A hospital company accused of using participant funds to pay “excessive fees” for retirement plan administration services agreed to a $32 million class-action settlement and extensive adjustments in the way it selects and reviews the plan’s portfolio.
As more participant suits are filed accusing defined contribution plans of overpaying for investment and administration services, it’s a timely reminder to benchmark, scrutinize revenue-sharing agreements and seek “reasonable” fee schedules to avoid being sued or having to pay out a multimillion-dollar settlement.

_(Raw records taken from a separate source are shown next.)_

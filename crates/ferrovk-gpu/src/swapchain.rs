//! Swapchain management.

use crate::error::{GpuError, Result};
use crate::requirements::CapabilityDescriptor;
use crate::surface::SurfaceCapabilities;
use ash::vk;

/// Swapchain creation parameters that do not come from the surface.
#[derive(Debug, Clone, Copy)]
pub struct SwapchainConfig {
    pub width: u32,
    pub height: u32,
    pub vsync: bool,
    pub usage: vk::ImageUsageFlags,
}

impl Default for SwapchainConfig {
    fn default() -> Self {
        Self {
            width: 1280,
            height: 720,
            vsync: true,
            usage: vk::ImageUsageFlags::COLOR_ATTACHMENT | vk::ImageUsageFlags::TRANSFER_DST,
        }
    }
}

/// Swapchain wrapper.
pub struct Swapchain {
    pub swapchain: vk::SwapchainKHR,
    pub images: Vec<vk::Image>,
    pub image_views: Vec<vk::ImageView>,
    pub format: vk::SurfaceFormatKHR,
    pub present_mode: vk::PresentModeKHR,
    pub extent: vk::Extent2D,
}

impl Swapchain {
    /// Create a swapchain in the surface format the descriptor picked during
    /// ranking, falling back to [`select_surface_format`] when it did not
    /// pick one.
    ///
    /// # Safety
    /// All handles must be valid, and `present_family` must be able to
    /// present to `surface`.
    #[allow(clippy::too_many_arguments)]
    pub unsafe fn new(
        device: &ash::Device,
        swapchain_loader: &ash::khr::swapchain::Device,
        surface: vk::SurfaceKHR,
        surface_caps: &SurfaceCapabilities,
        descriptor: &CapabilityDescriptor,
        config: &SwapchainConfig,
        present_family: u32,
        old_swapchain: Option<vk::SwapchainKHR>,
    ) -> Result<Self> {
        let format = descriptor
            .selected_surface_format()
            .or_else(|| select_surface_format(&surface_caps.formats))
            .ok_or_else(|| GpuError::SwapchainCreation("surface reports no formats".into()))?;
        let present_mode = select_present_mode(&surface_caps.present_modes, config.vsync);
        let extent = calculate_extent(&surface_caps.capabilities, config.width, config.height);
        let image_count = image_count(&surface_caps.capabilities);

        let queue_families = [present_family];
        let create_info = vk::SwapchainCreateInfoKHR::default()
            .surface(surface)
            .min_image_count(image_count)
            .image_format(format.format)
            .image_color_space(format.color_space)
            .image_extent(extent)
            .image_array_layers(1)
            .image_usage(config.usage)
            .image_sharing_mode(vk::SharingMode::EXCLUSIVE)
            .queue_family_indices(&queue_families)
            .pre_transform(surface_caps.capabilities.current_transform)
            .composite_alpha(vk::CompositeAlphaFlagsKHR::OPAQUE)
            .present_mode(present_mode)
            .clipped(true)
            .old_swapchain(old_swapchain.unwrap_or(vk::SwapchainKHR::null()));

        let swapchain = unsafe { swapchain_loader.create_swapchain(&create_info, None) }
            .map_err(GpuError::call("vkCreateSwapchainKHR"))?;

        let images = match unsafe { swapchain_loader.get_swapchain_images(swapchain) } {
            Ok(images) => images,
            Err(err) => {
                unsafe { swapchain_loader.destroy_swapchain(swapchain, None) };
                return Err(GpuError::call("vkGetSwapchainImagesKHR")(err));
            }
        };

        let mut image_views = Vec::with_capacity(images.len());
        for &image in &images {
            match unsafe { create_image_view(device, image, format.format) } {
                Ok(view) => image_views.push(view),
                Err(err) => {
                    for view in image_views {
                        unsafe { device.destroy_image_view(view, None) };
                    }
                    unsafe { swapchain_loader.destroy_swapchain(swapchain, None) };
                    return Err(err);
                }
            }
        }

        tracing::debug!(
            "Swapchain created: {}x{} {:?} {:?}, {} images",
            extent.width,
            extent.height,
            format.format,
            present_mode,
            images.len()
        );

        Ok(Self {
            swapchain,
            images,
            image_views,
            format,
            present_mode,
            extent,
        })
    }

    /// Destroy the image views and the swapchain.
    ///
    /// # Safety
    /// The swapchain must not be in use.
    pub unsafe fn destroy(
        &self,
        device: &ash::Device,
        swapchain_loader: &ash::khr::swapchain::Device,
    ) {
        for &view in &self.image_views {
            unsafe { device.destroy_image_view(view, None) };
        }
        unsafe { swapchain_loader.destroy_swapchain(self.swapchain, None) };
    }
}

/// Create a 2D color view covering one mip level and one layer.
///
/// # Safety
/// The device and image must be valid.
pub unsafe fn create_image_view(
    device: &ash::Device,
    image: vk::Image,
    format: vk::Format,
) -> Result<vk::ImageView> {
    let view_info = vk::ImageViewCreateInfo::default()
        .image(image)
        .view_type(vk::ImageViewType::TYPE_2D)
        .format(format)
        .components(vk::ComponentMapping::default())
        .subresource_range(
            vk::ImageSubresourceRange::default()
                .aspect_mask(vk::ImageAspectFlags::COLOR)
                .base_mip_level(0)
                .level_count(1)
                .base_array_layer(0)
                .layer_count(1),
        );

    unsafe { device.create_image_view(&view_info, None) }
        .map_err(GpuError::call("vkCreateImageView"))
}

/// One more image than the minimum, capped by the maximum (0 = no cap).
pub const fn image_count(capabilities: &vk::SurfaceCapabilitiesKHR) -> u32 {
    let count = capabilities.min_image_count + 1;
    if capabilities.max_image_count > 0 && count > capabilities.max_image_count {
        capabilities.max_image_count
    } else {
        count
    }
}

/// Prefer sRGB BGRA8, else the first available format.
pub fn select_surface_format(available: &[vk::SurfaceFormatKHR]) -> Option<vk::SurfaceFormatKHR> {
    available
        .iter()
        .find(|format| {
            format.format == vk::Format::B8G8R8A8_SRGB
                && format.color_space == vk::ColorSpaceKHR::SRGB_NONLINEAR
        })
        .or_else(|| available.first())
        .copied()
}

/// Select the best present mode.
pub fn select_present_mode(available: &[vk::PresentModeKHR], vsync: bool) -> vk::PresentModeKHR {
    if vsync {
        return vk::PresentModeKHR::FIFO;
    }
    [vk::PresentModeKHR::MAILBOX, vk::PresentModeKHR::IMMEDIATE]
        .into_iter()
        .find(|mode| available.contains(mode))
        // FIFO is always supported
        .unwrap_or(vk::PresentModeKHR::FIFO)
}

/// Calculate swapchain extent.
pub fn calculate_extent(
    capabilities: &vk::SurfaceCapabilitiesKHR,
    desired_width: u32,
    desired_height: u32,
) -> vk::Extent2D {
    if capabilities.current_extent.width != u32::MAX {
        capabilities.current_extent
    } else {
        vk::Extent2D {
            width: desired_width.clamp(
                capabilities.min_image_extent.width,
                capabilities.max_image_extent.width,
            ),
            height: desired_height.clamp(
                capabilities.min_image_extent.height,
                capabilities.max_image_extent.height,
            ),
        }
    }
}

Novant Health Inc. of Winston-Salem, N.C. said in a settlement response it submitted in Kruger v. Novant Health Inc., No. 1:14-cv-2018 (M.D.N.C., Nov. 9, 2015) that, while it disagrees with the claims asserted against it in the case, it benefits from resolving litigation that “could otherwise continue for many years at great cost and distraction.”
Background of the Case
The company and its retirement plan were accused of breaching ERISA by misusing revenue sharing to pay for retail investment funds in the plan, which the plaintiffs claimed were more expensive to administer than institutional funds. It also was alleged to have paid too-high fees to service providers Great-West Life & Annuity Insurance Co. and D.L. Davis & Co.. Both providers were accused through detailed financial evidence of profiteering without increasing services over a number of years, and the head of Davis was said by plaintiffs’ attorneys to have had several conflicts of interest with his role as an adviser to Novant.

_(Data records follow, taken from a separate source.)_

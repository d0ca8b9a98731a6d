//! Vulkan device negotiation and descriptor pooling.
//!
//! This crate provides:
//! - Instance creation with extension/layer checks and a tracing-backed
//!   debug messenger
//! - Adapter ranking against caller-supplied capability descriptors
//! - Queue family matching and logical device creation
//! - A growable descriptor set allocator
//! - Surface and swapchain helpers

pub mod capabilities;
pub mod context;
pub mod descriptors;
pub mod device;
pub mod error;
pub mod extensions;
pub mod instance;
pub mod queue_match;
pub mod requirements;
pub mod selection;
pub mod snapshot;
pub mod surface;
pub mod swapchain;
pub mod tracker;

#[cfg(test)]
mod testing;

pub use capabilities::{DeviceFeatures, FeatureLevel, GpuVendor, QueueCapabilities, FEATURE_TABLE};
pub use context::{default_descriptor, GpuContext, GpuContextBuilder};
pub use descriptors::{
    write_storage_buffer, write_storage_image, write_uniform_buffer, DescriptorAllocator,
    DescriptorAllocatorConfig, DescriptorPoolBackend, DescriptorSetLayoutBuilder, PoolCounts,
    PoolSizeRatio,
};
pub use device::{create_logical_device, LogicalDevice, QueueGroup};
pub use error::{GpuError, Result};
pub use extensions::{require_instance_extensions, require_instance_layers, select_layers};
pub use instance::{create_instance, DebugMessenger, InstanceConfig};
pub use requirements::{CapabilityDescriptor, QueueSetup};
pub use selection::{select_physical_device, Selection};
pub use snapshot::{
    AdapterSnapshot, AdapterSource, PresentationQuery, PresentationSupport, VulkanAdapters,
};
pub use surface::{SurfaceCapabilities, SurfaceContext};
pub use swapchain::{Swapchain, SwapchainConfig};
pub use tracker::{ResourceTracker, TrackerStats};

The suit filed in March 2014 alleged the plan’s broker received a $6 million commission payment in 2012 for “limited” services. It alleged several conflicts of interest for the plan’s broker. Derrick L. Davis, a principal at brokerage firm D.L. Davis was said in the court filing to have received payments from other Novant Health qualified benefits plans besides its 401(k), and to have been compensated from the hospital system’s defined benefit plan.
The settlement makes immediate payment into the Novant 401(k) plans of class members who are active participants and retirees, although a range for the amounts due to individuals was not provided in the settlement response from Novant. Those eligible for a settlement but no longer active plan participants will receive direct payments that are possible roll over on a tax-deferred basis into another qualified retirement account.

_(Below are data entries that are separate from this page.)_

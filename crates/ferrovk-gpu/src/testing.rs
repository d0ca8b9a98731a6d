//! In-memory stand-ins for the Vulkan queries used in unit tests.

use crate::capabilities::{DeviceFeatures, GpuVendor};
use crate::descriptors::DescriptorPoolBackend;
use crate::error::{GpuError, Result};
use crate::snapshot::{AdapterProperties, AdapterSource};
use ash::vk::{self, Handle};
use std::cell::{Cell, RefCell};
use std::collections::HashMap;
use std::ffi::{CStr, CString};

/// One fake adapter.
#[derive(Debug, Clone)]
pub struct FakeAdapter {
    pub properties: AdapterProperties,
    pub features: DeviceFeatures,
    pub extensions: Vec<CString>,
    pub families: Vec<vk::QueueFamilyProperties>,
    pub surface_formats: Vec<vk::SurfaceFormatKHR>,
}

impl FakeAdapter {
    pub fn new(name: &str, device_type: vk::PhysicalDeviceType) -> Self {
        Self {
            properties: AdapterProperties {
                device_name: name.to_owned(),
                device_type,
                vendor: GpuVendor::Other(0),
                api_version: vk::API_VERSION_1_3,
            },
            features: DeviceFeatures::default(),
            extensions: Vec::new(),
            families: Vec::new(),
            surface_formats: Vec::new(),
        }
    }

    pub fn discrete(name: &str) -> Self {
        Self::new(name, vk::PhysicalDeviceType::DISCRETE_GPU)
    }

    pub fn integrated(name: &str) -> Self {
        Self::new(name, vk::PhysicalDeviceType::INTEGRATED_GPU)
    }

    pub fn family(mut self, flags: vk::QueueFlags, queue_count: u32) -> Self {
        self.families.push(
            vk::QueueFamilyProperties::default()
                .queue_flags(flags)
                .queue_count(queue_count),
        );
        self
    }

    pub fn extension(mut self, name: &CStr) -> Self {
        self.extensions.push(name.to_owned());
        self
    }

    pub fn features(mut self, features: DeviceFeatures) -> Self {
        self.features = features;
        self
    }

    pub fn api_version(mut self, version: u32) -> Self {
        self.properties.api_version = version;
        self
    }

    pub fn surface_format(mut self, format: vk::Format, color_space: vk::ColorSpaceKHR) -> Self {
        self.surface_formats.push(
            vk::SurfaceFormatKHR::default()
                .format(format)
                .color_space(color_space),
        );
        self
    }
}

/// Adapter list with handles `1..=n` in list order.
pub struct FakeAdapters {
    adapters: Vec<FakeAdapter>,
    pub enumerations: Cell<usize>,
}

impl FakeAdapters {
    pub fn new(adapters: Vec<FakeAdapter>) -> Self {
        Self {
            adapters,
            enumerations: Cell::new(0),
        }
    }

    pub fn handle(index: usize) -> vk::PhysicalDevice {
        vk::PhysicalDevice::from_raw(index as u64 + 1)
    }

    pub fn surface() -> vk::SurfaceKHR {
        vk::SurfaceKHR::from_raw(0x5eaf)
    }

    fn get(&self, adapter: vk::PhysicalDevice) -> &FakeAdapter {
        &self.adapters[adapter.as_raw() as usize - 1]
    }
}

impl AdapterSource for FakeAdapters {
    fn instance_handle(&self) -> vk::Instance {
        vk::Instance::from_raw(0x1a5)
    }

    fn enumerate_adapters(&self) -> Result<Vec<vk::PhysicalDevice>> {
        self.enumerations.set(self.enumerations.get() + 1);
        Ok((0..self.adapters.len()).map(Self::handle).collect())
    }

    fn properties(&self, adapter: vk::PhysicalDevice) -> AdapterProperties {
        self.get(adapter).properties.clone()
    }

    fn features(&self, adapter: vk::PhysicalDevice, _api_version: u32) -> DeviceFeatures {
        self.get(adapter).features
    }

    fn extensions(&self, adapter: vk::PhysicalDevice, out: &mut Vec<CString>) -> Result<()> {
        out.extend(self.get(adapter).extensions.iter().cloned());
        Ok(())
    }

    fn queue_families(&self, adapter: vk::PhysicalDevice, out: &mut Vec<vk::QueueFamilyProperties>) {
        out.extend_from_slice(&self.get(adapter).families);
    }

    fn surface_formats(
        &self,
        adapter: vk::PhysicalDevice,
        surface: vk::SurfaceKHR,
        out: &mut Vec<vk::SurfaceFormatKHR>,
    ) -> Result<()> {
        assert_eq!(surface, Self::surface());
        out.extend_from_slice(&self.get(adapter).surface_formats);
        Ok(())
    }
}

#[derive(Debug)]
struct FakePool {
    max_sets: u32,
    allocated: u32,
    alive: bool,
}

/// Descriptor pool backend that hands out sets until a pool's `max_sets`
/// budget is used up, then reports `ERROR_OUT_OF_POOL_MEMORY`.
#[derive(Default)]
pub struct FakePoolDevice {
    pools: RefCell<HashMap<u64, FakePool>>,
    next_handle: Cell<u64>,
    pub created: Cell<usize>,
    pub destroyed: Cell<usize>,
    pub resets: Cell<usize>,
    pub allocation_attempts: Cell<usize>,
    pub last_pool_sizes: RefCell<Vec<vk::DescriptorPoolSize>>,
    /// Results returned instead of allocating, consumed front to back.
    pub injected: RefCell<Vec<vk::Result>>,
}

impl FakePoolDevice {
    pub fn new() -> Self {
        Self::default()
    }

    pub fn inject(&self, results: &[vk::Result]) {
        self.injected.borrow_mut().extend_from_slice(results);
    }

    pub fn live_pools(&self) -> usize {
        self.pools.borrow().values().filter(|p| p.alive).count()
    }

    pub fn allocated_in(&self, pool: vk::DescriptorPool) -> u32 {
        self.pools.borrow()[&pool.as_raw()].allocated
    }
}

impl DescriptorPoolBackend for FakePoolDevice {
    unsafe fn create_descriptor_pool(
        &self,
        flags: vk::DescriptorPoolCreateFlags,
        max_sets: u32,
        pool_sizes: &[vk::DescriptorPoolSize],
    ) -> Result<vk::DescriptorPool> {
        let _ = flags;
        let raw = self.next_handle.get() + 1;
        self.next_handle.set(raw);
        self.created.set(self.created.get() + 1);
        *self.last_pool_sizes.borrow_mut() = pool_sizes.to_vec();
        self.pools.borrow_mut().insert(
            raw,
            FakePool {
                max_sets,
                allocated: 0,
                alive: true,
            },
        );
        Ok(vk::DescriptorPool::from_raw(raw))
    }

    unsafe fn reset_descriptor_pool(&self, pool: vk::DescriptorPool) -> Result<()> {
        let mut pools = self.pools.borrow_mut();
        let record = pools
            .get_mut(&pool.as_raw())
            .ok_or_else(|| GpuError::InvalidState("reset of unknown pool".into()))?;
        assert!(record.alive, "reset of destroyed pool");
        record.allocated = 0;
        self.resets.set(self.resets.get() + 1);
        Ok(())
    }

    unsafe fn destroy_descriptor_pool(&self, pool: vk::DescriptorPool) {
        let mut pools = self.pools.borrow_mut();
        let record = pools.get_mut(&pool.as_raw()).expect("unknown pool");
        assert!(record.alive, "pool destroyed twice");
        record.alive = false;
        self.destroyed.set(self.destroyed.get() + 1);
    }

    unsafe fn allocate_descriptor_set(
        &self,
        pool: vk::DescriptorPool,
        layout: vk::DescriptorSetLayout,
    ) -> std::result::Result<vk::DescriptorSet, vk::Result> {
        let _ = layout;
        self.allocation_attempts
            .set(self.allocation_attempts.get() + 1);
        {
            let mut injected = self.injected.borrow_mut();
            if !injected.is_empty() {
                return Err(injected.remove(0));
            }
        }
        let mut pools = self.pools.borrow_mut();
        let record = pools.get_mut(&pool.as_raw()).expect("unknown pool");
        assert!(record.alive, "allocation from destroyed pool");
        if record.allocated >= record.max_sets {
            return Err(vk::Result::ERROR_OUT_OF_POOL_MEMORY);
        }
        record.allocated += 1;
        Ok(vk::DescriptorSet::from_raw(
            (pool.as_raw() << 32) | u64::from(record.allocated),
        ))
    }
}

In addition, the settlement will require Novant to select a new plan recordkeeper and investment adviser for the plan through a request for proposals process. It also gives the company a “detailed structure” to follow to conduct a complete future review of the plan’s investment options, with periodic reviews later. This structure further requires Novant to:
- ensure that plans’ administrative service providers are not reimbursed for their services based on a percentage-of-plan-assets basis;
- adopt a new investment policy statement;
- provide accurate communications to participants;
- use an independent consultant to review the investment option selection process and provide recommendations as needed; and
- remove Davis and related entitles from involvement with Novant plans or any new real estate or business relationships.
“All defendants in lawsuits deserve their day in court, but the severity of the allegations by the plaintiffs may have had a strong influence on the early settlement” of the Novant case, ERISA attorney Thomas E. Clark Jr. wrote on his Fiduciary Matters blog.